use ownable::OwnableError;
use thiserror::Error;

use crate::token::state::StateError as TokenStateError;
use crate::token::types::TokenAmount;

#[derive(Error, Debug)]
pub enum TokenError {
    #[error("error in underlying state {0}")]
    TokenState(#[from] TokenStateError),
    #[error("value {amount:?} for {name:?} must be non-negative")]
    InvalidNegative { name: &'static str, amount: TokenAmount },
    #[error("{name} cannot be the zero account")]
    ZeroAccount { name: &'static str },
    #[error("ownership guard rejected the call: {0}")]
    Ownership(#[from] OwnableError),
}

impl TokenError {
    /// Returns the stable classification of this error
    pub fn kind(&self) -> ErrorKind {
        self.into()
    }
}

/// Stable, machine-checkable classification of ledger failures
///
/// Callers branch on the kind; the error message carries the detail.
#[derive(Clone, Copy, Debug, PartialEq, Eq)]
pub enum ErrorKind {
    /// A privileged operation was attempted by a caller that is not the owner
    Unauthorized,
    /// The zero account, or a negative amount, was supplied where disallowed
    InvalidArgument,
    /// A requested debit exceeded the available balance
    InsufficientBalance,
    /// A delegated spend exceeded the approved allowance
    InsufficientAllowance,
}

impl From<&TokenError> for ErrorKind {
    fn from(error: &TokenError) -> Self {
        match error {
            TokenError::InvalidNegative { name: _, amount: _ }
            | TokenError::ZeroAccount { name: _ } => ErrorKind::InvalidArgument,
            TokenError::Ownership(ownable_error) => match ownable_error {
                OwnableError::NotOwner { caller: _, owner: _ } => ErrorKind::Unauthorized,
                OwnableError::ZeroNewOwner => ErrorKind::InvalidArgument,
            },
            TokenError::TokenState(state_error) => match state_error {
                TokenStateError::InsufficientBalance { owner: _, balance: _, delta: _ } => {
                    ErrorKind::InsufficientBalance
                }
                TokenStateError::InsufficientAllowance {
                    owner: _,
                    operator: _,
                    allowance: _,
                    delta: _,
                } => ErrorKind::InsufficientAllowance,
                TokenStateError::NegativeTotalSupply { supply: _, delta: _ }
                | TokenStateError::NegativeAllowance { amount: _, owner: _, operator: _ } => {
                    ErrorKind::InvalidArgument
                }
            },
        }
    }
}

▬▬▬

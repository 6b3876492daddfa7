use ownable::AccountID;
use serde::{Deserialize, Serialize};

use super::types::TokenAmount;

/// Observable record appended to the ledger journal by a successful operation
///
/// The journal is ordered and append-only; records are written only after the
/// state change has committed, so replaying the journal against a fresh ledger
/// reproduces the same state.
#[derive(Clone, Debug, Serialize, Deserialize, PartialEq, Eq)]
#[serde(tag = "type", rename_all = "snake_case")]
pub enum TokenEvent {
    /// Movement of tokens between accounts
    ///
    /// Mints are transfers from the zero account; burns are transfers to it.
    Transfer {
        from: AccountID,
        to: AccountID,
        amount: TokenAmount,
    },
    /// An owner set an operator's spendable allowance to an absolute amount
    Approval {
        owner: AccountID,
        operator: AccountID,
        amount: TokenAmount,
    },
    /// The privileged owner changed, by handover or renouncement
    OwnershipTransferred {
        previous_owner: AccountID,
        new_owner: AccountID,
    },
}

▬▬▬

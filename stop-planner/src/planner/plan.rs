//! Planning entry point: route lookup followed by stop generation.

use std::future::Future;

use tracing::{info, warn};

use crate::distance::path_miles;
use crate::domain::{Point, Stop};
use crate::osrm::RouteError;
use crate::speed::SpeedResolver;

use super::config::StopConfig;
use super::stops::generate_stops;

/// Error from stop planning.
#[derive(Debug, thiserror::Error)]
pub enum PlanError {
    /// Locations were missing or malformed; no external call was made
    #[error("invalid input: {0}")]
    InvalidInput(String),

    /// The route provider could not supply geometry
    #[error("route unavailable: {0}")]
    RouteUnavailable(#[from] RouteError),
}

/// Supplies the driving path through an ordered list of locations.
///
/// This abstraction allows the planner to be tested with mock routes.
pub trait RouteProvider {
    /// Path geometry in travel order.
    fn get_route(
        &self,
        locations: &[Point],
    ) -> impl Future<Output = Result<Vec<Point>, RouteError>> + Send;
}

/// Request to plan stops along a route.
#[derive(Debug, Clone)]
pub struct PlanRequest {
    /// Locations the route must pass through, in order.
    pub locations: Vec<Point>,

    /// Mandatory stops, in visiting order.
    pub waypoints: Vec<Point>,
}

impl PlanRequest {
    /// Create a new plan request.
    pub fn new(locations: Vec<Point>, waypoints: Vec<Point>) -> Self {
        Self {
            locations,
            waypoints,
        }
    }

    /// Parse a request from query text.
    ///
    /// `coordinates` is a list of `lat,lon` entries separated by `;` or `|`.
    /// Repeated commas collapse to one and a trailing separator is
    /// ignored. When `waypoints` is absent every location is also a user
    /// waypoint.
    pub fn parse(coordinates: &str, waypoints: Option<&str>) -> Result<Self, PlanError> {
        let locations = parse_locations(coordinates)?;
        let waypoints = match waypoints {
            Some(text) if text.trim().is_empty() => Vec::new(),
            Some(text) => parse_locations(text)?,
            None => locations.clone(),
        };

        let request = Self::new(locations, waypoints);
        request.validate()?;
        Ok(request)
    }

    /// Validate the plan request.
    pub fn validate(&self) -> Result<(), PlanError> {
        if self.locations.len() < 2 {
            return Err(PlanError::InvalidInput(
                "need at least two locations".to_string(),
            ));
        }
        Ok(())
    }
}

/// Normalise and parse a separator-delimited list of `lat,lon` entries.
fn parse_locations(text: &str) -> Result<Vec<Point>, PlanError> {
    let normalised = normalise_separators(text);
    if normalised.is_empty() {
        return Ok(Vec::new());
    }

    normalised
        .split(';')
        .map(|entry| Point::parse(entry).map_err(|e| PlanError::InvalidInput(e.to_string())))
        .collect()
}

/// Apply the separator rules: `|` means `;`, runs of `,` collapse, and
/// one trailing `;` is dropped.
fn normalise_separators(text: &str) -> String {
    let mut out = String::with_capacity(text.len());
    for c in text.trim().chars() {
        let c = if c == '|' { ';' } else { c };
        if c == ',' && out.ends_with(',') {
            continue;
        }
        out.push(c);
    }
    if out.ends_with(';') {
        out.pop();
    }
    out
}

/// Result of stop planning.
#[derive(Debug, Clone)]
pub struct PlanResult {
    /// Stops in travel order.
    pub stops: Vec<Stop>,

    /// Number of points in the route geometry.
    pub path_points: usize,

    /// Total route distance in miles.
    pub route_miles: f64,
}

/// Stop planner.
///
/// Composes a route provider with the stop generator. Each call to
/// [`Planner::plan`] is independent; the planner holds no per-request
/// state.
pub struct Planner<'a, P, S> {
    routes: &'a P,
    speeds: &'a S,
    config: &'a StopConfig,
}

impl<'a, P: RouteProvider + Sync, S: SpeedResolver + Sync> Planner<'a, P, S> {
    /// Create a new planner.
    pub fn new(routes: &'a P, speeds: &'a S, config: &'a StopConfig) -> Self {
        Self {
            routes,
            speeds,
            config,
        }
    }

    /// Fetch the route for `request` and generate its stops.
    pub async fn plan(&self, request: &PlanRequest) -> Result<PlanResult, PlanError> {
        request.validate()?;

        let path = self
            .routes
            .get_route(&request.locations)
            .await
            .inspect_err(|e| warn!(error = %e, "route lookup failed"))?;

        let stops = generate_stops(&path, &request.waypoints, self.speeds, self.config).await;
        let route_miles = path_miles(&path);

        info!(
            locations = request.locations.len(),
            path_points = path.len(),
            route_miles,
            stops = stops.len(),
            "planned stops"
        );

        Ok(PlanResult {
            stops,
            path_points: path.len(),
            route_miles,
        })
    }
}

▬▬▬

Would you state how many lines in the listing above contain the word "exceeded"? Reply with the number and no other words.

2